Architecture + Cities REF Portfolios
In this presentation, Pete silver discussed the origins, development, and future applications of a new, lightweight, low-energy, structural system for which he was granted a UK patent in 2022 and that he describes as ‘torsegrity’.
Pete Silver’s patented structural prototype has been selected for the 2024 Royal Academy Summer Exhibition. The prototype was built at the Marylebone Campus. It is made of carbon fibre rods held in torsion by rigid carbon fibre tubes, with reinforced polyamide connecting components. All materials were sponsored by the School of Architecture + Cities and assistance was provided by Fabrication Lab staff and by Dr Will McLean. Carbon fibre rods and tubes were supplied by Easy Composites Ltd and connecting components by RK Rose+Krieger GmbH. For a full description of UK patent number GB2594037B – Helical Structural Framework with Torsional Integrity – see URL
In this seminar, Urna Sodnomjamts presented her ongoing research into the metamorphosis of the nomadic herders of the Mongol Steppe into urban dwellers of Ulaanbaatar city, the capital of Mongolia.She discussed the circular economy and the land uses that sustained the ancient communities and the political evolution, environmental realities and economic challenges that, over the last two centuries have threatened their continuity. She also analysed the traditional Mongolian ger (yurt), its structure and its adaptations and the history and theory behind land-use and the interpretations of custodial vs settler occupation.

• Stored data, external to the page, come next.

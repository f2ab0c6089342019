use chrono::{DateTime, Utc};
use parking_lot::Mutex;
use std::collections::VecDeque;
use std::sync::Arc;
use wiremock::{Match, Request};

/// One request seen by the embedded server
#[derive(Debug, Clone, PartialEq, Eq)]
pub struct JournalEntry {
    pub method: String,
    /// Path plus query
    pub url: String,
    pub received_at: DateTime<Utc>,
}

/// Ring buffer of the most recent requests; the oldest entry is evicted
/// once `capacity` is reached
#[derive(Debug)]
pub struct RequestJournal {
    capacity: usize,
    entries: Mutex<VecDeque<JournalEntry>>,
}

impl RequestJournal {
    pub fn new(capacity: usize) -> Self {
        Self {
            capacity,
            entries: Mutex::new(VecDeque::with_capacity(capacity)),
        }
    }

    pub fn capacity(&self) -> usize {
        self.capacity
    }

    pub fn record(&self, entry: JournalEntry) {
        if self.capacity == 0 {
            return;
        }
        let mut entries = self.entries.lock();
        while entries.len() >= self.capacity {
            entries.pop_front();
        }
        entries.push_back(entry);
    }

    /// Oldest first
    pub fn entries(&self) -> Vec<JournalEntry> {
        self.entries.lock().iter().cloned().collect()
    }

    pub fn len(&self) -> usize {
        self.entries.lock().len()
    }

    pub fn is_empty(&self) -> bool {
        self.entries.lock().is_empty()
    }

    pub fn clear(&self) {
        self.entries.lock().clear();
    }
}

/// Records every request it is asked about and never matches.
///
/// Mounted at the highest priority so wiremock consults it first for each
/// incoming request.
pub(super) struct JournalTap(pub(super) Arc<RequestJournal>);

impl Match for JournalTap {
    fn matches(&self, request: &Request) -> bool {
        let url = match request.url.query() {
            Some(query) => format!("{}?{}", request.url.path(), query),
            None => request.url.path().to_string(),
        };
        self.0.record(JournalEntry {
            method: request.method.as_str().to_string(),
            url,
            received_at: Utc::now(),
        });
        false
    }
}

The presentation unpacked current work by the Gaza Experimental Lab to rethink Gaza and its reconstruction with interventions that reimagine a world built out of urgency and scarcity, challenging colonial powers and the geography of exclusion by re-appropriating discarded resources. Recent work includes a self-built prototype that tries to offer alternatives on the ground by using materials salvaged from the ruins. The components assembled are an accumulation of what has been collected, used, or appropriated in collaboration with families to reconstruct fragments of their neighbourhoods and homes in Gaza and Palestine.
This presentation explored the role of the construction site as an essential component of architectural education. It addressed the questions: What kind of educational experience do construction sites offer to architecture students and how is this different from campus based learning? What is unique about the building site as an educational environment? How is this type of learning an example of active engagement and equity, diversity and inclusion? Scott drew on his work with a cross section of over 800 students and architectural practice and the construction industry in London.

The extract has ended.